Die Klägerin kann sich auch nicht darauf berufen, dass die für die Abrechnung zuständige Mitarbeiterin, die auf 400-EUR-Basis bei der Klägerin angestellt sei, keine Kenntnis von der Geltung des Tarifvertrages hatte und daher eine unverschuldete Unkenntnis vorliegt. Die Klägerin hat dafür Sorge zu tragen, dass sie laufend über die Geltung der entsprechenden Tarifverträge informiert ist. Sie hat sich daher regelmäßig über eventuelle tarifrechtliche Änderungen zu informieren. Die Klägerin kann sich daher nicht allein darauf berufen, dass es sich um keinen Tarifvertrag einer Großbranche gehandelt habe und der Tarifvertrag in der Öffentlichkeit keine große Beachtung gefunden habe. Auch wenn die Klägerin nicht Verbandsmitglied ist, hat sie sich dennoch laufend über tarifrechtliche Änderungen zu informieren. Dies ist nach Auffassung des Gerichts einem Unternehmen in der entsprechenden Größenordnung wie der Klägerin auch zumutbar. Hierzu bestehen verschiedene Möglichkeiten, sich Informationen hinsichtlich der Geltung des Tarivertrags zu verschaffen, auf die auch die Beklagte bereits im streitgegenständlichen Bescheid hingewiesen hat. Auf die Ausführungen wird daher ausdrücklich Bezug genommen.
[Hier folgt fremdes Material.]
use rs_log_ng::writers::{FileWriter, FileWriterBuilder, MutexWriter, Writer};
use rs_log_ng::{LogError, Logger};
use std::fs;
use std::path::Path;
use std::sync::Arc;
use std::thread;
use std::time::{Duration, Instant};

fn wait_for(mut done: impl FnMut() -> bool) -> bool {
    let deadline = Instant::now() + Duration::from_secs(5);
    while Instant::now() < deadline {
        if done() {
            return true;
        }
        thread::sleep(Duration::from_millis(10));
    }
    done()
}

fn read(path: &Path) -> String {
    fs::read_to_string(path).unwrap()
}

#[test]
fn creates_parent_directories_and_appends() {
    let dir = tempfile::tempdir().unwrap();
    let path = dir.path().join("nested/deeper/app.log");

    let w = FileWriter::open(&path, 0, 0).unwrap();
    assert_eq!(w.path(), path);
    w.write(b"one\n").unwrap();
    w.write(b"two\n").unwrap();
    assert_eq!(read(&path), "one\ntwo\n");
    assert_eq!(w.size(), 8);

    let again = FileWriter::open(&path, 0, 0).unwrap();
    again.write(b"three\n").unwrap();
    assert_eq!(read(&path), "one\ntwo\nthree\n");
    assert_eq!(again.size(), 14);
}

#[test]
fn size_counts_writes_without_rotation() {
    let dir = tempfile::tempdir().unwrap();
    let path = dir.path().join("plain.log");
    fs::write(&path, "seed\n").unwrap();

    let w = FileWriter::open(&path, 0, 0).unwrap();
    assert_eq!(w.size(), 5);
    for _ in 0..100 {
        w.write(b"0123456789").unwrap();
    }
    assert_eq!(w.size(), 1005);
    assert_eq!(fs::metadata(&path).unwrap().len(), 1005);
    assert!(w.backups().unwrap().is_empty());
}

#[test]
fn directory_path_is_rejected() {
    let dir = tempfile::tempdir().unwrap();
    let err = FileWriter::open(dir.path(), 0, 0).unwrap_err();
    assert!(matches!(err, LogError::NotRegularFile(_)), "{err}");
}

#[test]
fn crossing_the_limit_rotates_once() {
    let dir = tempfile::tempdir().unwrap();
    let path = dir.path().join("app.log");
    let w = FileWriter::open(&path, 10, 0).unwrap();

    w.write(b"12345").unwrap();
    assert!(w.backups().unwrap().is_empty());
    w.write(b"67890").unwrap();

    let backups = w.backups().unwrap();
    assert_eq!(backups.len(), 1);
    assert_eq!(read(&backups[0]), "1234567890");
    assert_eq!(read(&path), "");
    assert_eq!(w.size(), 0);

    let name = backups[0].file_name().unwrap().to_string_lossy().into_owned();
    assert!(name.starts_with("app-") && name.ends_with(".log"), "{name}");
    assert_eq!(name.len(), "app-".len() + 25 + ".log".len());

    w.write(b"abc").unwrap();
    assert_eq!(read(&path), "abc");
    assert_eq!(w.backups().unwrap().len(), 1);
}

#[test]
fn oversized_existing_file_is_rotated_on_open() {
    let dir = tempfile::tempdir().unwrap();
    let path = dir.path().join("big.log");
    fs::write(&path, "x".repeat(100)).unwrap();

    let w = FileWriter::open(&path, 50, 0).unwrap();
    assert_eq!(w.size(), 0);
    assert_eq!(read(&path), "");
    let backups = w.backups().unwrap();
    assert_eq!(backups.len(), 1);
    assert_eq!(read(&backups[0]).len(), 100);
}

#[test]
fn old_backups_are_pruned() {
    let dir = tempfile::tempdir().unwrap();
    let path = dir.path().join("app.log");
    let w = FileWriter::open(&path, 4, 2).unwrap();

    for i in 0..6 {
        w.write(format!("{i:04}").as_bytes()).unwrap();
    }

    assert!(
        wait_for(|| w.backups().unwrap().len() == 2),
        "backups left: {:?}",
        w.backups().unwrap()
    );
    let kept: Vec<_> = w.backups().unwrap().iter().map(|p| read(p)).collect();
    assert_eq!(kept, ["0004", "0005"]);
}

#[test]
fn zero_backups_keeps_everything() {
    let dir = tempfile::tempdir().unwrap();
    let path = dir.path().join("app.log");
    let w = FileWriter::open(&path, 1, 0).unwrap();
    for _ in 0..5 {
        w.write(b"x").unwrap();
    }
    thread::sleep(Duration::from_millis(50));
    assert_eq!(w.backups().unwrap().len(), 5);
}

#[test]
fn close_is_idempotent_and_write_reopens() {
    let dir = tempfile::tempdir().unwrap();
    let path = dir.path().join("app.log");
    let w = FileWriter::open(&path, 0, 0).unwrap();
    w.write(b"a").unwrap();
    w.close().unwrap();
    w.close().unwrap();
    assert!(!w.is_open());

    w.write(b"b").unwrap();
    assert!(w.is_open());
    assert_eq!(read(&path), "ab");
    assert_eq!(w.size(), 2);
}

#[test]
fn concurrent_writers_rotate_without_losing_data() {
    let dir = tempfile::tempdir().unwrap();
    let path = dir.path().join("app.log");
    let errors = Arc::new(MutexWriter::new(Vec::new()));
    let w = FileWriterBuilder::new(&path)
        .max_size(1024)
        .error_output(errors.clone())
        .open()
        .unwrap();

    let handles: Vec<_> = (0..4)
        .map(|t| {
            let w = w.clone();
            thread::spawn(move || {
                for i in 0..200 {
                    w.write(format!("t{t}-{i:05}\n").as_bytes()).unwrap();
                }
            })
        })
        .collect();
    for h in handles {
        h.join().unwrap();
    }

    let mut total = read(&path).lines().count();
    for backup in w.backups().unwrap() {
        total += read(&backup).lines().count();
    }
    assert_eq!(total, 800);
    assert!(w.backups().unwrap().len() >= 5);
    assert_eq!(errors.contents(), "");
}

#[test]
fn logger_writes_through_file_writer() {
    let dir = tempfile::tempdir().unwrap();
    let path = dir.path().join("svc.log");
    let logger = Logger::new("svc");
    logger.set_output(FileWriter::open(&path, 0, 0).unwrap().into_shared());

    logger.with_field("n", 1).info("ready");

    let text = read(&path);
    assert!(text.contains("\"message\":\"ready\"") && text.ends_with("}\n"));
}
Eine unverschuldete Unkenntnis ergibt sich außerdem auch nicht daraus, dass die Beklagte bei der letzten Betriebsprüfung 2010 das Thema Mindestlohn nicht thematisiert hatte. Wie bereits ausgeführt, bestand insoweit keine Verpflichtung der Beklagten, entsprechende Hinweise zu geben, insoweit kann sich die Klägerin auch nicht auf einen Vertrauensschutz berufen (BSG, 18.11.2015, B 12 R 7/14 R).
Nach alledem war die Klage unbegründet und abzuweisen.
Die Klägerin trägt die Kosten des Verfahrens, § 197a Sozialgerichtsgesetz (SGG) i.V.m. § 154 Abs. 1 Verwaltungsgerichtsordnung (VwGO).
Die Festsetzung des Streitwerts ergibt sich aus § 197a SGG i.V.m. § 45 Abs. 2 Gerichtskostengesetz (GKG).